Cardiac arrest (CA)-induced global cerebral ischemia (GCI) in childhood often results in learning and memory deficits. We previously demonstrated in a murine CA and cardiopulmonary resuscitation (CA/CPR) mouse model that a cellular mechanism of learning and memory, long-term potentiation (LTP), is acutely impaired in the hippocampus of juvenile males, correlating with deficits in memory tasks. However, little is known regarding plasticity impairments in juvenile females. We performed CA/CPR in juvenile (P21-25) female mice and used slice electrophysiology and hippocampal-dependent behavior to assess hippocampal function.
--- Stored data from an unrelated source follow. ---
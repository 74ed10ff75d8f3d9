// Copyright (c) 2026 Element Creations Ltd
//
// SPDX-License-Identifier: AGPL-3.0-only OR LicenseRef-Element-Commercial
// Please see LICENSE in the repository root for full details.

//! The flattened formatting snapshot behind the floating toolbar.

use strum_macros::{Display, EnumString};

use crate::BlockKind;

/// The inline text formats the toolbar can toggle.
#[derive(Clone, Copy, Debug, PartialEq, Eq, Hash, Display, EnumString)]
pub enum TextFormatType {
    #[strum(serialize = "bold")]
    Bold,
    #[strum(serialize = "italic")]
    Italic,
    #[strum(serialize = "underline")]
    Underline,
    #[strum(serialize = "strikethrough")]
    StrikeThrough,
}

impl TextFormatType {
    /// All formats, in toolbar order.
    pub const ALL: [TextFormatType; 4] = [
        TextFormatType::Bold,
        TextFormatType::Italic,
        TextFormatType::Underline,
        TextFormatType::StrikeThrough,
    ];
}

/// The set of inline formats active on a selection. Nested formatting in
/// the host document is flattened into this struct.
#[derive(Clone, Copy, Debug, Default, PartialEq, Eq)]
pub struct FormatSet {
    pub bold: bool,
    pub italic: bool,
    pub underline: bool,
    pub strike_through: bool,
}

impl FormatSet {
    pub fn contains(&self, format: TextFormatType) -> bool {
        match format {
            TextFormatType::Bold => self.bold,
            TextFormatType::Italic => self.italic,
            TextFormatType::Underline => self.underline,
            TextFormatType::StrikeThrough => self.strike_through,
        }
    }

    pub fn set(&mut self, format: TextFormatType, active: bool) {
        match format {
            TextFormatType::Bold => self.bold = active,
            TextFormatType::Italic => self.italic = active,
            TextFormatType::Underline => self.underline = active,
            TextFormatType::StrikeThrough => self.strike_through = active,
        }
    }
}

/// Derived, ephemeral toolbar snapshot. Recomputed on every selection or
/// content change; never persisted.
///
/// The default value is the single canonical "hidden" state: invisible,
/// all format flags off, block type `paragraph`, no colors.
#[derive(Clone, Debug, Default, PartialEq, Eq)]
pub struct ToolbarState {
    pub visible: bool,
    pub formats: FormatSet,
    pub block_kind: BlockKind,
    pub font_color: Option<String>,
    pub background_color: Option<String>,
}

impl ToolbarState {
    /// The canonical hidden state.
    pub fn hidden() -> ToolbarState {
        ToolbarState::default()
    }
}

#[cfg(test)]
mod tests {
    use super::*;

    #[test]
    fn hidden_state_is_default() {
        let state = ToolbarState::hidden();
        assert!(!state.visible);
        assert_eq!(state.formats, FormatSet::default());
        assert_eq!(state.block_kind, BlockKind::Paragraph);
        assert_eq!(state.font_color, None);
        assert_eq!(state.background_color, None);
    }

    #[test]
    fn format_set_contains_and_set() {
        let mut formats = FormatSet::default();
        for format in TextFormatType::ALL {
            assert!(!formats.contains(format));
            formats.set(format, true);
            assert!(formats.contains(format));
        }
    }

    #[test]
    fn format_tags_serialize_lowercase() {
        assert_eq!(TextFormatType::Bold.to_string(), "bold");
        assert_eq!(TextFormatType::StrikeThrough.to_string(), "strikethrough");
    }
}
// Copyright (c) 2026 Element Creations Ltd
//
// SPDX-License-Identifier: AGPL-3.0-only OR LicenseRef-Element-Commercial
// Please see LICENSE in the repository root for full details.

//! Errors surfaced by editor construction.
//!
//! Only configuration mistakes are fatal and reach the caller. Runtime
//! inconsistencies (a selection outside the root, a missing target
//! rectangle, a malformed drag payload) recover locally by hiding the
//! affected chrome or ignoring the event.

use thiserror::Error;

#[derive(Debug, Clone, PartialEq, Eq, Error)]
pub enum ChromeError {
    /// An extension requires a node kind that was never registered. This
    /// is a build-time integration mistake in the embedding application,
    /// so it is surfaced immediately instead of failing at first use.
    #[error(
        "node kind `{kind}` is not registered but is required by the \
         `{extension}` extension"
    )]
    NodeKindNotRegistered { kind: String, extension: String },

    /// Two block options in one catalog share a key.
    #[error("duplicate block option key `{0}` in catalog")]
    DuplicateBlockKey(String),
}
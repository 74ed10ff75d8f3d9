// Copyright (c) 2026 Element Creations Ltd
//
// SPDX-License-Identifier: AGPL-3.0-only OR LicenseRef-Element-Commercial
// Please see LICENSE in the repository root for full details.

//! Selection snapshots and block-kind derivation.
//!
//! The host constructs a [`SelectionSnapshot`] from its own state at the
//! moment of a change notification. The snapshot is a plain value; nothing
//! in it stays live once the host's state moves on.

use crate::{BlockKind, FormatSet, ListKind, Location, Rect, TextAlign};

/// The kind of a container node on the path from the selection anchor up
/// to its top-level element.
#[derive(Clone, Copy, Debug, PartialEq, Eq)]
pub enum ContainerKind {
    Paragraph,
    Heading(u8),
    Quote,
    List(ListKind),
    ListItem,
    Other,
}

/// What the host knows about the current selection, flattened.
#[derive(Clone, Debug, Default)]
pub struct SelectionSnapshot {
    /// Whether the selection is a caret (start == end).
    pub collapsed: bool,
    /// Whether the native selection anchor lies inside the registered
    /// editable root.
    pub anchor_in_root: bool,
    /// The selected text content.
    pub text: String,
    /// Inline formats active across the selection.
    pub formats: FormatSet,
    /// Inline font color, if uniform across the selection.
    pub font_color: Option<String>,
    /// Inline background color, if uniform across the selection.
    pub background_color: Option<String>,
    /// Computed text alignment of the selection's start container.
    pub alignment: TextAlign,
    /// Bounding rectangle of the selection, if it intersects the editor.
    pub rect: Option<Rect>,
    /// The anchor offset in UTF-16 code units.
    pub anchor_offset: Location,
    /// Container kinds from the anchor's parent up to (and including) the
    /// top-level element.
    pub ancestors: Vec<ContainerKind>,
}

impl SelectionSnapshot {
    /// A collapsed caret inside the root, with no content selected.
    pub fn caret(offset: usize) -> SelectionSnapshot {
        SelectionSnapshot {
            collapsed: true,
            anchor_in_root: true,
            anchor_offset: Location::from(offset),
            ..SelectionSnapshot::default()
        }
    }

    /// Derive the block kind governing this selection.
    ///
    /// Classification happens on the top-level container. A list
    /// container resolves its flavour through the nearest ancestor list
    /// definition, so a nested check-list inside an unordered list
    /// reports `check-list`. Anything unrecognised is a paragraph.
    pub fn block_kind(&self) -> BlockKind {
        match self.ancestors.last() {
            Some(ContainerKind::List(top_kind)) => {
                let nearest = self.ancestors.iter().find_map(|kind| {
                    match kind {
                        ContainerKind::List(list_kind) => Some(*list_kind),
                        _ => None,
                    }
                });
                BlockKind::from(nearest.unwrap_or(*top_kind))
            }
            Some(ContainerKind::Heading(level)) => {
                BlockKind::heading(*level).unwrap_or(BlockKind::Paragraph)
            }
            Some(ContainerKind::Quote) => BlockKind::Quote,
            _ => BlockKind::Paragraph,
        }
    }

    /// Whether the selected text is empty once whitespace is ignored.
    /// A selection of newlines or spaces never shows the toolbar.
    pub fn is_whitespace_only(&self) -> bool {
        self.text.chars().all(char::is_whitespace)
    }
}
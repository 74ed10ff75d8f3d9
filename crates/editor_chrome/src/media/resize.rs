// Copyright (c) 2026 Element Creations Ltd
//
// SPDX-License-Identifier: AGPL-3.0-only OR LicenseRef-Element-Commercial
// Please see LICENSE in the repository root for full details.

//! Selection and pointer-resize state for a media node.
//!
//! One machine per rendered media node. States:
//!
//! ```text
//! Unselected → Selected → Resizing → Settling → Selected
//!      ↑                                            │
//!      └──────── escape / click elsewhere ──────────┘
//! ```
//!
//! `Settling` exists because pointer-up is often followed by a trailing
//! click on the same element; consuming clicks until the host's settle
//! timer fires keeps that click from immediately reopening a resize.
//!
//! Resize sessions are exclusive process-wide: the pointer listeners
//! backing them are installed at drag-start and torn down at drag-end,
//! so a second session cannot begin while one is active.

use once_cell::sync::Lazy;
use std::sync::Mutex;

use tracing::debug;

use crate::media::Dimension;
use crate::{EditorCommand, EditorHandle, NodeKey};

/// Minimum width and height of a resized media node, logical pixels.
pub const MIN_DIMENSION: f64 = 100.0;

/// The handle grabbed to start a resize. Corner handles preserve the
/// aspect ratio; edge handles move one axis only.
#[derive(Clone, Copy, Debug, PartialEq, Eq, Hash)]
pub enum ResizeHandleKind {
    North,
    South,
    East,
    West,
    NorthEast,
    NorthWest,
    SouthEast,
    SouthWest,
}

impl ResizeHandleKind {
    pub fn is_corner(&self) -> bool {
        matches!(
            self,
            ResizeHandleKind::NorthEast
                | ResizeHandleKind::NorthWest
                | ResizeHandleKind::SouthEast
                | ResizeHandleKind::SouthWest
        )
    }

    fn moves_east(&self) -> bool {
        matches!(
            self,
            ResizeHandleKind::East
                | ResizeHandleKind::NorthEast
                | ResizeHandleKind::SouthEast
        )
    }

    fn moves_west(&self) -> bool {
        matches!(
            self,
            ResizeHandleKind::West
                | ResizeHandleKind::NorthWest
                | ResizeHandleKind::SouthWest
        )
    }

    fn moves_north(&self) -> bool {
        matches!(
            self,
            ResizeHandleKind::North
                | ResizeHandleKind::NorthEast
                | ResizeHandleKind::NorthWest
        )
    }

    fn moves_south(&self) -> bool {
        matches!(
            self,
            ResizeHandleKind::South
                | ResizeHandleKind::SouthEast
                | ResizeHandleKind::SouthWest
        )
    }
}

/// Transient pointer-drag state, alive between pointer-down on a handle
/// and pointer-up.
#[derive(Clone, Copy, Debug, PartialEq)]
pub struct DragResizeSession {
    pub start_x: f64,
    pub start_y: f64,
    pub start_width: f64,
    pub start_height: f64,
    pub ratio: f64,
    pub handle: ResizeHandleKind,
    last_width: f64,
    last_height: f64,
}
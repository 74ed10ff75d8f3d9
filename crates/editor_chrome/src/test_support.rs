// Copyright (c) 2026 Element Creations Ltd
//
// SPDX-License-Identifier: AGPL-3.0-only OR LicenseRef-Element-Commercial
// Please see LICENSE in the repository root for full details.

//! Test doubles shared by the unit test modules.

use crate::{
    EditorCommand, EditorHandle, NodeKey, Rect, SelectionSnapshot,
};

/// An [`EditorHandle`] that records dispatched commands and answers
/// hit-tests from a fixed list of rectangles.
pub(crate) struct RecordingHandle {
    pub commands: Vec<EditorCommand>,
    pub snapshot: SelectionSnapshot,
    pub blocks: Vec<(Rect, NodeKey)>,
}

impl RecordingHandle {
    pub fn new() -> RecordingHandle {
        RecordingHandle {
            commands: Vec::new(),
            snapshot: SelectionSnapshot::default(),
            blocks: Vec::new(),
        }
    }

    pub fn with_snapshot(snapshot: SelectionSnapshot) -> RecordingHandle {
        RecordingHandle {
            snapshot,
            ..RecordingHandle::new()
        }
    }
}

impl EditorHandle for RecordingHandle {
    fn dispatch(&mut self, command: EditorCommand) {
        self.commands.push(command);
    }

    fn node_at_point(&self, x: f64, y: f64) -> Option<NodeKey> {
        self.blocks
            .iter()
            .find(|(rect, _)| {
                x >= rect.left
                    && x <= rect.right()
                    && y >= rect.top
                    && y <= rect.bottom()
            })
            .map(|(_, key)| key.clone())
    }

    fn selection(&self) -> SelectionSnapshot {
        self.snapshot.clone()
    }
}
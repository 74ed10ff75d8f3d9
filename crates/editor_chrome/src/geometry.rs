// Copyright (c) 2026 Element Creations Ltd
//
// SPDX-License-Identifier: AGPL-3.0-only OR LicenseRef-Element-Commercial
// Please see LICENSE in the repository root for full details.

//! Screen-coordinate math for floating chrome.
//!
//! Pure functions: the platform layer measures the rectangles involved and
//! applies the returned position. All values are logical pixels.

use crate::TextAlign;

/// Vertical gap between the target rectangle and the floating element.
pub const VERTICAL_GAP: f64 = 10.0;

/// Horizontal inset of the floating element from the target edge.
pub const HORIZONTAL_OFFSET: f64 = 5.0;

/// A screen-space rectangle.
#[derive(Clone, Copy, Debug, Default, PartialEq)]
pub struct Rect {
    pub top: f64,
    pub left: f64,
    pub width: f64,
    pub height: f64,
}

impl Rect {
    pub fn new(top: f64, left: f64, width: f64, height: f64) -> Rect {
        Rect {
            top,
            left,
            width,
            height,
        }
    }

    pub fn right(&self) -> f64 {
        self.left + self.width
    }

    pub fn bottom(&self) -> f64 {
        self.top + self.height
    }
}

/// Where to place a floating element, relative to its anchor element.
///
/// Has no identity beyond the current frame; recomputed on every resize,
/// scroll and selection event.
#[derive(Clone, Copy, Debug, PartialEq)]
pub struct FloatingPosition {
    pub top: f64,
    pub left: f64,
    /// `false` renders the element fully transparent (it is moved
    /// off-screen rather than destroyed, to avoid layout thrash).
    pub visible: bool,
}

impl FloatingPosition {
    /// The hidden position used whenever there is no valid target.
    pub const OFFSCREEN: FloatingPosition = FloatingPosition {
        top: -10000.0,
        left: -10000.0,
        visible: false,
    };
}

/// Compute the position of a floating element above a target rectangle.
///
/// The element is placed `vertical_gap` above the target, left-aligned
/// with a `horizontal_offset` inset. When the selection's start container
/// is right-aligned (or RTL `end`-aligned) the element anchors to the
/// target's right edge instead. If the element would poke above the
/// visible top of the scroll container it flips below the target, with
/// extra clearance for link-style popovers so the flipped element clears
/// the selected text. Horizontally the element is clamped inside the
/// scroll container. The result is relative to `anchor`.
///
/// A `None` target yields [`FloatingPosition::OFFSCREEN`].
pub fn position_floating_element(
    target: Option<Rect>,
    floating: Rect,
    anchor: Rect,
    scroller: Rect,
    is_link: bool,
    alignment: TextAlign,
) -> FloatingPosition {
    let Some(target) = target else {
        return FloatingPosition::OFFSCREEN;
    };

    let mut top = target.top - floating.height - VERTICAL_GAP;
    let mut left = target.left - HORIZONTAL_OFFSET;

    if alignment.anchors_right() {
        left = target.right() - floating.width + HORIZONTAL_OFFSET;
    }

    if top < scroller.top {
        top += floating.height
            + target.height
            + VERTICAL_GAP * if is_link { 9.0 } else { 2.0 };
    }

    if left + floating.width > scroller.right() {
        left = scroller.right() - floating.width - HORIZONTAL_OFFSET;
    }

    if left < scroller.left {
        left = scroller.left + HORIZONTAL_OFFSET;
    }

    FloatingPosition {
        top: top - anchor.top,
        left: left - anchor.left,
        visible: true,
    }
}
//! Seedable random source for dungeon generation.
//!
//! Every generation stage takes `&mut impl Rng`, so any generator works. `DungeonRng`
//! wraps a seeded ChaCha RNG so a layout can be replayed from its seed.

use rand::{RngCore, SeedableRng};
use rand_chacha::ChaCha8Rng;

/// Dungeon random number generator.
#[derive(Debug, Clone)]
pub struct DungeonRng {
    rng: ChaCha8Rng,
    seed: u64,
}

impl DungeonRng {
    /// Create a new RNG with the given seed
    pub fn new(seed: u64) -> Self {
        Self {
            rng: ChaCha8Rng::seed_from_u64(seed),
            seed,
        }
    }

    /// Create a new RNG with a random seed
    pub fn from_entropy() -> Self {
        Self::new(rand::random())
    }

    /// Get the seed used to create this RNG
    pub fn seed(&self) -> u64 {
        self.seed
    }
}

impl RngCore for DungeonRng {
    fn next_u32(&mut self) -> u32 {
        self.rng.next_u32()
    }

    fn next_u64(&mut self) -> u64 {
        self.rng.next_u64()
    }

    fn fill_bytes(&mut self, dest: &mut [u8]) {
        self.rng.fill_bytes(dest)
    }

    fn try_fill_bytes(&mut self, dest: &mut [u8]) -> Result<(), rand::Error> {
        self.rng.try_fill_bytes(dest)
    }
}

#[cfg(test)]
mod tests {
    use super::*;
    use rand::Rng;

    #[test]
    fn test_same_seed_same_sequence() {
        let mut a = DungeonRng::new(42);
        let mut b = DungeonRng::new(42);
        for _ in 0..16 {
            assert_eq!(a.gen_range(0..1000), b.gen_range(0..1000));
        }
    }

    #[test]
    fn test_seed_is_remembered() {
        let rng = DungeonRng::new(1234);
        assert_eq!(rng.seed(), 1234);
    }

    #[test]
    fn test_different_seeds_diverge() {
        let mut a = DungeonRng::new(1);
        let mut b = DungeonRng::new(2);
        let xs: Vec<u64> = (0..8).map(|_| a.next_u64()).collect();
        let ys: Vec<u64> = (0..8).map(|_| b.next_u64()).collect();
        assert_ne!(xs, ys);
    }
}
LTP and contextual fear were impaired 7 days after GCI and endogenously recovered by 30 days. LTP remained impaired at 30 days in ovariectomized females, suggesting the surge in gonadal sex hormones during puberty mediates endogenous recovery. Unlike juvenile males, recovery of LTP in juvenile females was not associated with BDNF expression. NanoString transcriptional analysis revealed a potential role of neuroinflammatory processes, and specifically Cd68 pathways, in LTP impairment and hormone-dependent recovery. This was confirmed with staining that revealed increased Cd68 expression in microglia within the hippocampus. We were able to restore LTP in ovariectomized females with chronic and acute PPT administration, implicating estrogen receptor alpha in recovery mechanisms. This study supports a mechanism of endogenous LTP recovery after GCI in juvenile female mice, which differs mechanistically from juvenile males and does not occur in adults of either sex.